Work item ▸
Using the listing below, retype exactly the lines starting at the one with "pub fn new(items: ItemService)" and ending at the one with "settings.database.validate()?;", and include both.
*** Material provided ***
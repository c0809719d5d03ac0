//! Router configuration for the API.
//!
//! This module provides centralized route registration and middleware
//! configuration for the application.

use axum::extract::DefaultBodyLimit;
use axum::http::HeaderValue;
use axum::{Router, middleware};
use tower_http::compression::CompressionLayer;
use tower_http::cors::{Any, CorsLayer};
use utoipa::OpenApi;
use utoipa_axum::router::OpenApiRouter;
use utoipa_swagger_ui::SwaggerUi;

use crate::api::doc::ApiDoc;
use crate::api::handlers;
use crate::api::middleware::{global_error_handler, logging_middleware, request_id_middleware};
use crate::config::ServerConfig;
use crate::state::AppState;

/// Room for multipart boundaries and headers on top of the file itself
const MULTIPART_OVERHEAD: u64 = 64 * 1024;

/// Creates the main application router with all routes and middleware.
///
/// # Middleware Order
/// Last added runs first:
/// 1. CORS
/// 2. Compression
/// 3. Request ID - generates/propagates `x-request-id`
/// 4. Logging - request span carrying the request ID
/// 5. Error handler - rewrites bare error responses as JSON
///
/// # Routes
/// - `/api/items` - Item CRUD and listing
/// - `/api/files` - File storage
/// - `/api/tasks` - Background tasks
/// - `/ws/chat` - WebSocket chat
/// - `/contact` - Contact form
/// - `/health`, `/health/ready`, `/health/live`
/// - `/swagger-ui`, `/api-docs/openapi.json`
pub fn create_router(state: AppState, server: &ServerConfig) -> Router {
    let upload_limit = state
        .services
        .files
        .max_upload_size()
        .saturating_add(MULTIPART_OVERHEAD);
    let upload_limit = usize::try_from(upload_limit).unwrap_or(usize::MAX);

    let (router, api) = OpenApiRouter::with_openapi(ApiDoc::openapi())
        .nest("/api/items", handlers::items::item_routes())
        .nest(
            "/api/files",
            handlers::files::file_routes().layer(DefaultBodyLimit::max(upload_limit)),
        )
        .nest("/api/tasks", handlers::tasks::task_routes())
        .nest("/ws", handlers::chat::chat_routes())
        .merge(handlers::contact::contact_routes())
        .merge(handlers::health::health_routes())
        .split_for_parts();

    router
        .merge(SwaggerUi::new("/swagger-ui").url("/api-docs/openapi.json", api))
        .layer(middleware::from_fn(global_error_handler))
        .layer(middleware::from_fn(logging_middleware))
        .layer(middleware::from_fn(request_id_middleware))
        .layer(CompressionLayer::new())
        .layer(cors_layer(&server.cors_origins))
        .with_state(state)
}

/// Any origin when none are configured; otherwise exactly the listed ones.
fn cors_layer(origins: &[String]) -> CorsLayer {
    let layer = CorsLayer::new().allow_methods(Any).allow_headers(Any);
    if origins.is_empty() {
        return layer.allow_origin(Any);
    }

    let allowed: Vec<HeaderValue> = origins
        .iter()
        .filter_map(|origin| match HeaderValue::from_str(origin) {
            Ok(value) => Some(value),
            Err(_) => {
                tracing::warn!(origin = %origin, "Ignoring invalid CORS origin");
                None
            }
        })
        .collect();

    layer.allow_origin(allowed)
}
***
*** Material provided ***
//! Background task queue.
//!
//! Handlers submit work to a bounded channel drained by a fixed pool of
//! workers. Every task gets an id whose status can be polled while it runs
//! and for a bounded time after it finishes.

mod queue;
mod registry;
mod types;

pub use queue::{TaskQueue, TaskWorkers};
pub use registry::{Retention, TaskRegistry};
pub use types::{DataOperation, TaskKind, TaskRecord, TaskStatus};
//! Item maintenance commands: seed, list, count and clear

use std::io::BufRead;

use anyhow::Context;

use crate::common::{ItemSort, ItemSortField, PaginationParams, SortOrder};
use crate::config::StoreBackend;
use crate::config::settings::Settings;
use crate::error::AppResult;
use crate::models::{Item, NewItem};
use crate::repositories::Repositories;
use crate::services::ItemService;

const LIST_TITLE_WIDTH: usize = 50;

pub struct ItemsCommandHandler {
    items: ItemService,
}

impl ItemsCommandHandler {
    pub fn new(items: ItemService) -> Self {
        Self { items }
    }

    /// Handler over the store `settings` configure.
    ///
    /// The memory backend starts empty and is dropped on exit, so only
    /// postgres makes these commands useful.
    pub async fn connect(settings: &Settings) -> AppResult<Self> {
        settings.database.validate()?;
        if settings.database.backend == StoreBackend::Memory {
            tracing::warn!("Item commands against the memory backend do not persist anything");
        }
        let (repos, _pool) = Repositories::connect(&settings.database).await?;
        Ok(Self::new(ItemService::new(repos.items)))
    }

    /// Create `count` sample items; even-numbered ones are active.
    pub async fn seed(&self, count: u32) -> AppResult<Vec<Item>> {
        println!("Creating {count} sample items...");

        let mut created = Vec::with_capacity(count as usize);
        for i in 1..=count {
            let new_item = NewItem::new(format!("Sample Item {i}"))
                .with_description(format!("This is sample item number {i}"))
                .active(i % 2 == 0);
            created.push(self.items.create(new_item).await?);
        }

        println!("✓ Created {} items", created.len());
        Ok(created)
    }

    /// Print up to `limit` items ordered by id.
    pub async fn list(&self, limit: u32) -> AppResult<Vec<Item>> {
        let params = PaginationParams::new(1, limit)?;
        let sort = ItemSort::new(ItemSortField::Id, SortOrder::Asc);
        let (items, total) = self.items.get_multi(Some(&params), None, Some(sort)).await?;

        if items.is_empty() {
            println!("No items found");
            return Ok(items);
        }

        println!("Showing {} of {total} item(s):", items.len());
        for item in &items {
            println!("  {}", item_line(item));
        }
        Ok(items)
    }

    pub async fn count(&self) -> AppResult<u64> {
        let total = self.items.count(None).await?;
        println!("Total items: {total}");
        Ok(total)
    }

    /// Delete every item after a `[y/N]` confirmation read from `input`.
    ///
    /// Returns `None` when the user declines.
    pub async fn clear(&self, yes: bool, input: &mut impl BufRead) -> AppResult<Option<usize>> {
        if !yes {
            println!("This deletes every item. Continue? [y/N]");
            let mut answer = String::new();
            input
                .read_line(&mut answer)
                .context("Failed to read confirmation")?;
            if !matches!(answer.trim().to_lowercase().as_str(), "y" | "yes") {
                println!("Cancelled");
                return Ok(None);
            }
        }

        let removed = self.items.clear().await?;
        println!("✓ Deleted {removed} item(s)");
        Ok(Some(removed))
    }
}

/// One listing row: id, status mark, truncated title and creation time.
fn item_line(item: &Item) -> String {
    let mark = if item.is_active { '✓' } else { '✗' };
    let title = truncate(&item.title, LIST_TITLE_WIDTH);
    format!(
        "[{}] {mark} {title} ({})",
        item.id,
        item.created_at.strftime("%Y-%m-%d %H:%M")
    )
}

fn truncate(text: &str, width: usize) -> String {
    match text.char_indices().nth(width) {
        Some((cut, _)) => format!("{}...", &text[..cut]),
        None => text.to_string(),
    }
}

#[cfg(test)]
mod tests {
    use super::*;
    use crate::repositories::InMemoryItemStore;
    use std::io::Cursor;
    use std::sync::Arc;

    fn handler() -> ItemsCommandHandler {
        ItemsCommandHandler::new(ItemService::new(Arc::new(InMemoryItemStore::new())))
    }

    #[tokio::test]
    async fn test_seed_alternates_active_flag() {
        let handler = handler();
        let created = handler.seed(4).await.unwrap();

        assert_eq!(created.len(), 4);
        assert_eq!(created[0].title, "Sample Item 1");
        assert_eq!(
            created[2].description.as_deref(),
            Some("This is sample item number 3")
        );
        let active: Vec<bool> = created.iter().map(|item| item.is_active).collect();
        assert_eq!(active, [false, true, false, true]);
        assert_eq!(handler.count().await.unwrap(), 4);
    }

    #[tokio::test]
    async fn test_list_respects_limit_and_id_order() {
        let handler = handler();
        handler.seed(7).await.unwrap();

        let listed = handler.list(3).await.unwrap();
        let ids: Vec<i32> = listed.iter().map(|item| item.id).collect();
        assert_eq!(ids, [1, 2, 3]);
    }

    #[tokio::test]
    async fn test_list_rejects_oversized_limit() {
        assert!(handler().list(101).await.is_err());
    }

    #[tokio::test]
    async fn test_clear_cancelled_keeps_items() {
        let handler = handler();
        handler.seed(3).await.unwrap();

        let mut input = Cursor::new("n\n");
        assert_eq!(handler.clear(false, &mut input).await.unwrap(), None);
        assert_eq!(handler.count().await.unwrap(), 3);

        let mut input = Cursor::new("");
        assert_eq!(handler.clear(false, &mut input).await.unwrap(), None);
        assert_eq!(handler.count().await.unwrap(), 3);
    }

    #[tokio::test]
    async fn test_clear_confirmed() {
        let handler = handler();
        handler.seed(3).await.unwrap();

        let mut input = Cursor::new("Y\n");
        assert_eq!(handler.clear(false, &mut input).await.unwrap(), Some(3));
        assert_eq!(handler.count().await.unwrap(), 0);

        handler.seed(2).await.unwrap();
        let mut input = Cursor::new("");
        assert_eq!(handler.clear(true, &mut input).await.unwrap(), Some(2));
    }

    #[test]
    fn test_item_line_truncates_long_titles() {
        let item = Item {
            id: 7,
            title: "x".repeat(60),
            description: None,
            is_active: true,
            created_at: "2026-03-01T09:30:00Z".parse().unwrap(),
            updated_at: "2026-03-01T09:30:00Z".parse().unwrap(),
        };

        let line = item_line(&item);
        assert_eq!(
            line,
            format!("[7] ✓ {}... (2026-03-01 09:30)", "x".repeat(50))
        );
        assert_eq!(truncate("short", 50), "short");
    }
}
***
Response box ▸
    pub fn new(items: ItemService) -> Self {
        Self { items }
    }

    /// Handler over the store `settings` configure.
    ///
    /// The memory backend starts empty and is dropped on exit, so only
    /// postgres makes these commands useful.
    pub async fn connect(settings: &Settings) -> AppResult<Self> {
        settings.database.validate()?;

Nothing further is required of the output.